Researchers said they were surprised by the findings, since the drugs can cost up to $100,000 for a full course of treatment. But when they factored in the long-term medical cost of delaying treatment for hepatitis C, they found the savings, in combination with improvements in the quality of patients' lives, were enough under current standards to justify using them even at early stages of liver fibrosis. Researchers said the drugs were therefore cost effective.
Cost effectiveness is a measure of broad social benefit that health economists use to make decisions about whether medical treatments are warranted. The researchers said the balance was tipped in favor of the drugs because the hepatitis C virus can cause so much damage. Hepatitis C is one of the leading causes of liver cancer, liver transplants and liver-related death, yet the drugs can prevent much of that with an early cure. Moreover, even if costly hepatitis C treatments are delayed, they eventually will be given to many patients once the infection causes enough damage to their livers.
About 3.2 million people have hepatitis C in the United States. The vast majority were infected by blood transfusions before testing of blood donors became available in 1992. Today, most people get infected from injecting drugs.
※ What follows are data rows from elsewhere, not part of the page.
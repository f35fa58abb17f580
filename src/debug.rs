// Copyright (c) 2026 MCU-Debug Authors.
//
// Licensed under the Apache License, Version 2.0 (the "License");
// you may not use this file except in compliance with the License.
// You may obtain a copy of the License at
//
//     http://www.apache.org/licenses/LICENSE-2.0
//
// Unless required by applicable law or agreed to in writing, software
// distributed under the License is distributed on an "AS IS" BASIS,
// WITHOUT WARRANTIES OR CONDITIONS OF ANY KIND, either express or implied.
// See the License for the specific language governing permissions and
// limitations under the License.

//! Global debug flag and logger setup
use std::sync::OnceLock;

use flexi_logger::{FlexiLoggerError, Logger, LoggerHandle};

static DEBUG_ENABLED: OnceLock<bool> = OnceLock::new();

/// Initialize the debug flag. Only the first call has an effect.
pub fn set_debug(enabled: bool) {
    DEBUG_ENABLED.set(enabled).ok();
}

/// Check if debug mode is enabled
pub fn is_debug() -> bool {
    *DEBUG_ENABLED.get().unwrap_or(&false)
}

/// Log spec used when `RUST_LOG` is not set.
pub fn default_log_spec(debug: bool) -> &'static str {
    if debug {
        "debug"
    } else {
        "info"
    }
}

/// Start the logger. Everything goes to stderr so reports on stdout stay
/// machine-readable. Keep the returned handle alive for the whole run.
pub fn init_logging(debug: bool) -> Result<LoggerHandle, FlexiLoggerError> {
    set_debug(debug);
    Logger::try_with_env_or_str(default_log_spec(debug))?
        .log_to_stderr()
        .format(flexi_logger::default_format)
        .start()
}
// Copyright (c) 2026 MCU-Debug Authors.
//
// Licensed under the Apache License, Version 2.0 (the "License");
// you may not use this file except in compliance with the License.
// You may obtain a copy of the License at
//
//     http://www.apache.org/licenses/LICENSE-2.0
//
// Unless required by applicable law or agreed to in writing, software
// distributed under the License is distributed on an "AS IS" BASIS,
// WITHOUT WARRANTIES OR CONDITIONS OF ANY KIND, either express or implied.
// See the License for the specific language governing permissions and
// limitations under the License.

use std::sync::OnceLock;

use regex::Regex;

fn literal_re() -> &'static Regex {
    static RE: OnceLock<Regex> = OnceLock::new();
    RE.get_or_init(|| {
        Regex::new(r"(?i)^\s*(0x[0-9a-f_]+|[0-9_]+)\s*(b|k|kb|kib|m|mb|mib|g|gb|gib)?\s*$")
            .expect("literal regex is valid")
    })
}

/// Parse an address or size literal.
///
/// Accepts `0x` hex or decimal, optionally followed by a binary unit suffix
/// (`K`, `KB`, `KiB`, `M`, ..., case-insensitive), e.g. `0x20000000`, `384K`,
/// `1MiB`. Returns `None` on malformed input or overflow.
pub fn parse_literal(text: &str) -> Option<u64> {
    let caps = literal_re().captures(text)?;
    let digits = caps[1].replace('_', "");
    let value = match digits.strip_prefix("0x").or_else(|| digits.strip_prefix("0X")) {
        Some(hex) => u64::from_str_radix(hex, 16).ok()?,
        None => digits.parse::<u64>().ok()?,
    };

    let shift = match caps.get(2).map(|m| m.as_str().to_ascii_lowercase()) {
        None => 0,
        Some(unit) => match unit.chars().next() {
            Some('k') => 10,
            Some('m') => 20,
            Some('g') => 30,
            _ => 0,
        },
    };
    value.checked_mul(1u64 << shift)
}

/// Render a byte count with the largest exact binary unit, e.g. `384K`.
pub fn format_size(size: u64) -> String {
    const UNITS: [(u64, &str); 3] = [(1 << 30, "G"), (1 << 20, "M"), (1 << 10, "K")];
    for (unit, suffix) in UNITS {
        if size >= unit && size % unit == 0 {
            return format!("{}{}", size / unit, suffix);
        }
    }
    format!("{}B", size)
}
Left unchecked, hepatitis C causes varying degrees of liver fibrosis in a majority of those infected, and causescirrhosis in 20 to 30 percent. This damage is classified in five stages of increasing severity, from zero to four. Using sofosbuvir-ledipasvir, which is sold as Harvoni, and is one several new drugs for hepatitis C, researchers compared the costs of treating patients at all stages of fibrosis, zero through four, with the cost of waiting until stages three or four, which is when some patients are usually treated.